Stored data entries

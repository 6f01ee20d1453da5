// Xkeysd Device Model
// Per-device identity and compiled slot bindings

use std::collections::BTreeSet;
use std::fmt;
use std::path::PathBuf;

use crate::mapping::KeyMacro;
use crate::report::{DialSlot, BUTTON_COUNT};

/// How a configured device is identified on the system.
#[derive(Debug, Clone, PartialEq, Eq)]
pub enum DeviceId {
    /// An explicit hidraw node path.
    Path(PathBuf),
    /// A USB (vendor, product) pair to match during discovery.
    Usb { vendor: u16, product: u16 },
}

impl fmt::Display for DeviceId {
    fn fmt(&self, f: &mut fmt::Formatter<'_>) -> fmt::Result {
        match self {
            DeviceId::Path(path) => write!(f, "{}", path.display()),
            DeviceId::Usb { vendor, product } => write!(f, "{:04x}:{:04x}", vendor, product),
        }
    }
}

/// One device's compiled remapping: a macro per bound button slot and a
/// relative-axis code per bound dial.
///
/// Unbound slots are `None`; their transitions replay to nothing.
#[derive(Debug, Clone)]
pub struct DeviceMapping {
    name: String,
    id: DeviceId,
    buttons: Vec<Option<KeyMacro>>,
    dials: [Option<u16>; 2],
}

impl DeviceMapping {
    pub fn new(name: impl Into<String>, id: DeviceId) -> Self {
        Self {
            name: name.into(),
            id,
            buttons: vec![None; BUTTON_COUNT],
            dials: [None, None],
        }
    }

    pub fn name(&self) -> &str {
        &self.name
    }

    pub fn id(&self) -> &DeviceId {
        &self.id
    }

    /// Bind a button slot. Panics if `slot` is out of range; the config
    /// compiler validates indices before calling this.
    pub fn bind_button(&mut self, slot: usize, key_macro: KeyMacro) {
        self.buttons[slot] = Some(key_macro);
    }

    pub fn bind_dial(&mut self, slot: DialSlot, rel_code: u16) {
        self.dials[dial_index(slot)] = Some(rel_code);
    }

    pub fn button(&self, slot: usize) -> Option<&KeyMacro> {
        self.buttons.get(slot).and_then(|m| m.as_ref())
    }

    pub fn dial(&self, slot: DialSlot) -> Option<u16> {
        self.dials[dial_index(slot)]
    }

    /// Every key code referenced by any bound macro, deduplicated.
    pub fn key_codes(&self) -> BTreeSet<u16> {
        self.buttons
            .iter()
            .flatten()
            .flat_map(|m| m.key_codes())
            .collect()
    }

    /// Every bound relative-axis code, deduplicated.
    pub fn rel_codes(&self) -> BTreeSet<u16> {
        self.dials.iter().flatten().copied().collect()
    }
}

fn dial_index(slot: DialSlot) -> usize {
    match slot {
        DialSlot::Inner => 0,
        DialSlot::Outer => 1,
    }
}

#[cfg(test)]
mod tests {
    use super::*;
    use crate::mapping::compile_macro;
    use crate::symbol::SymbolTable;

    #[test]
    fn test_unbound_slots_are_none() {
        let mapping = DeviceMapping::new("panel", DeviceId::Path("/dev/hidraw0".into()));
        assert!(mapping.button(0).is_none());
        assert!(mapping.button(BUTTON_COUNT - 1).is_none());
        assert!(mapping.button(BUTTON_COUNT).is_none());
        assert!(mapping.dial(DialSlot::Inner).is_none());
    }

    #[test]
    fn test_capability_sets() {
        let table = SymbolTable::new();
        let mut mapping = DeviceMapping::new(
            "panel",
            DeviceId::Usb {
                vendor: 0x05f3,
                product: 0x02b1,
            },
        );
        mapping.bind_button(0, compile_macro(&table, "KEY_LEFTCTRL+KEY_C").unwrap());
        mapping.bind_button(1, compile_macro(&table, "KEY_C;KEY_V").unwrap());
        mapping.bind_dial(DialSlot::Inner, 8);

        assert_eq!(
            mapping.key_codes().into_iter().collect::<Vec<_>>(),
            vec![29, 46, 47]
        );
        assert_eq!(mapping.rel_codes().into_iter().collect::<Vec<_>>(), vec![8]);
    }

    #[test]
    fn test_device_id_display() {
        let usb = DeviceId::Usb {
            vendor: 0x05f3,
            product: 0x02b1,
        };
        assert_eq!(usb.to_string(), "05f3:02b1");
    }
}
// Xkeysd Device Poll Loop
// Multiplexes readiness across open hidraw handles with a bounded wait

use std::fs::File;
use std::io::Read;
use std::os::unix::io::AsRawFd;
use std::path::Path;
use std::sync::atomic::{AtomicBool, Ordering};

use log::{debug, info, warn};

use crate::device::DeviceMapping;
use crate::replay::{replay, EventSink, SinkError};
use crate::report::{DeviceState, RawReport, MODE_OFFSET, REPORT_LEN, REPORT_MODE_READY};

/// Bounded wait so the loop stays responsive to shutdown with no input.
pub const DEFAULT_POLL_TIMEOUT_MS: i32 = 1000;

/// Errors from the poll loop
#[derive(Debug, thiserror::Error)]
pub enum PollError {
    #[error("IO error: {0}")]
    Io(#[from] std::io::Error),

    #[error(transparent)]
    Sink(#[from] SinkError),

    #[error("no devices left to serve")]
    NoDevices,
}

/// One configured device coupled with its open handle and last-seen report.
pub struct OpenDevice {
    mapping: DeviceMapping,
    file: File,
    state: DeviceState,
}

impl OpenDevice {
    /// Open the hidraw node for reading.
    pub fn open(mapping: DeviceMapping, node: &Path) -> Result<Self, PollError> {
        let file = File::open(node)?;
        info!("{}: opened {}", mapping.name(), node.display());
        Ok(Self {
            mapping,
            file,
            state: DeviceState::new(),
        })
    }

    pub fn mapping(&self) -> &DeviceMapping {
        &self.mapping
    }

    /// Read exactly one report and run it through differ and replay.
    fn service(&mut self, sink: &mut impl EventSink) -> Result<(), PollError> {
        let mut report: RawReport = [0; REPORT_LEN];
        let n = self.file.read(&mut report)?;
        if n != REPORT_LEN {
            return Err(std::io::Error::new(
                std::io::ErrorKind::InvalidData,
                format!("short report: {} of {} bytes", n, REPORT_LEN),
            )
            .into());
        }

        if report[MODE_OFFSET] != REPORT_MODE_READY {
            debug!(
                "{}: warm-up report (mode {:#04x})",
                self.mapping.name(),
                report[MODE_OFFSET]
            );
        }

        for transition in self.state.advance(&report) {
            replay(&self.mapping, &transition, sink)?;
        }
        Ok(())
    }
}

/// Single-threaded readiness multiplexer over all open devices.
///
/// A device whose read fails is dropped from the set and the loop keeps
/// serving the rest; sink failures propagate immediately because the sink
/// is shared. The loop ends once no devices remain.
pub struct DeviceLoop {
    devices: Vec<OpenDevice>,
}

impl DeviceLoop {
    pub fn new(devices: Vec<OpenDevice>) -> Result<Self, PollError> {
        if devices.is_empty() {
            return Err(PollError::NoDevices);
        }
        Ok(Self { devices })
    }

    pub fn device_count(&self) -> usize {
        self.devices.len()
    }

    /// Wait up to `timeout_ms` for readiness and service every ready device
    /// for exactly one report each. Returns the number of serviced devices;
    /// timeouts and EINTR return zero so the caller can re-check its
    /// shutdown flag.
    pub fn poll_once(
        &mut self,
        timeout_ms: i32,
        sink: &mut impl EventSink,
    ) -> Result<usize, PollError> {
        let mut fds: Vec<libc::pollfd> = self
            .devices
            .iter()
            .map(|d| libc::pollfd {
                fd: d.file.as_raw_fd(),
                events: libc::POLLIN,
                revents: 0,
            })
            .collect();

        let ready = unsafe { libc::poll(fds.as_mut_ptr(), fds.len() as libc::nfds_t, timeout_ms) };
        if ready < 0 {
            let err = std::io::Error::last_os_error();
            // A delivered signal (e.g. SIGTERM) interrupts poll; treat it
            // like a timeout so the caller sees its running flag.
            if err.raw_os_error() == Some(libc::EINTR) {
                return Ok(0);
            }
            return Err(err.into());
        }
        if ready == 0 {
            return Ok(0);
        }

        let mut serviced = 0;
        let mut failed = Vec::new();
        for (i, device) in self.devices.iter_mut().enumerate() {
            let revents = fds[i].revents;
            if revents & (libc::POLLERR | libc::POLLHUP | libc::POLLNVAL) != 0 {
                warn!("{}: device hung up, disabling", device.mapping.name());
                failed.push(i);
                continue;
            }
            if revents & libc::POLLIN == 0 {
                continue;
            }

            match device.service(sink) {
                Ok(()) => serviced += 1,
                // Sink failures are fatal; the virtual device is shared.
                Err(PollError::Sink(e)) => return Err(e.into()),
                Err(e) => {
                    warn!("{}: read failed ({}), disabling", device.mapping.name(), e);
                    failed.push(i);
                }
            }
        }

        if !failed.is_empty() {
            let mut index = 0;
            self.devices.retain(|_| {
                let keep = !failed.contains(&index);
                index += 1;
                keep
            });
            if self.devices.is_empty() {
                return Err(PollError::NoDevices);
            }
        }

        Ok(serviced)
    }

    /// Poll until the shutdown flag is raised or no devices remain.
    pub fn run(
        &mut self,
        sink: &mut impl EventSink,
        shutdown: &AtomicBool,
        timeout_ms: i32,
    ) -> Result<(), PollError> {
        while !shutdown.load(Ordering::SeqCst) {
            self.poll_once(timeout_ms, sink)?;
        }
        Ok(())
    }
}

#[cfg(test)]
mod tests {
    use super::*;
    use crate::device::DeviceId;

    #[test]
    fn test_empty_device_set_is_rejected() {
        assert!(matches!(DeviceLoop::new(Vec::new()), Err(PollError::NoDevices)));
    }

    #[test]
    fn test_open_missing_node_fails() {
        let mapping = DeviceMapping::new(
            "ghost",
            DeviceId::Path("/dev/hidraw-does-not-exist".into()),
        );
        assert!(matches!(
            OpenDevice::open(mapping, Path::new("/dev/hidraw-does-not-exist")),
            Err(PollError::Io(_))
        ));
    }
}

Work order
In the entries above, please find the line with "once no devices remain." and the line with "if ready < 0", then write out exactly those two lines and every line between them, and nothing more.

Answer for the task
/// is shared. The loop ends once no devices remain.
pub struct DeviceLoop {
    devices: Vec<OpenDevice>,
}

impl DeviceLoop {
    pub fn new(devices: Vec<OpenDevice>) -> Result<Self, PollError> {
        if devices.is_empty() {
            return Err(PollError::NoDevices);
        }
        Ok(Self { devices })
    }

    pub fn device_count(&self) -> usize {
        self.devices.len()
    }

    /// Wait up to `timeout_ms` for readiness and service every ready device
    /// for exactly one report each. Returns the number of serviced devices;
    /// timeouts and EINTR return zero so the caller can re-check its
    /// shutdown flag.
    pub fn poll_once(
        &mut self,
        timeout_ms: i32,
        sink: &mut impl EventSink,
    ) -> Result<usize, PollError> {
        let mut fds: Vec<libc::pollfd> = self
            .devices
            .iter()
            .map(|d| libc::pollfd {
                fd: d.file.as_raw_fd(),
                events: libc::POLLIN,
                revents: 0,
            })
            .collect();

        let ready = unsafe { libc::poll(fds.as_mut_ptr(), fds.len() as libc::nfds_t, timeout_ms) };
        if ready < 0 {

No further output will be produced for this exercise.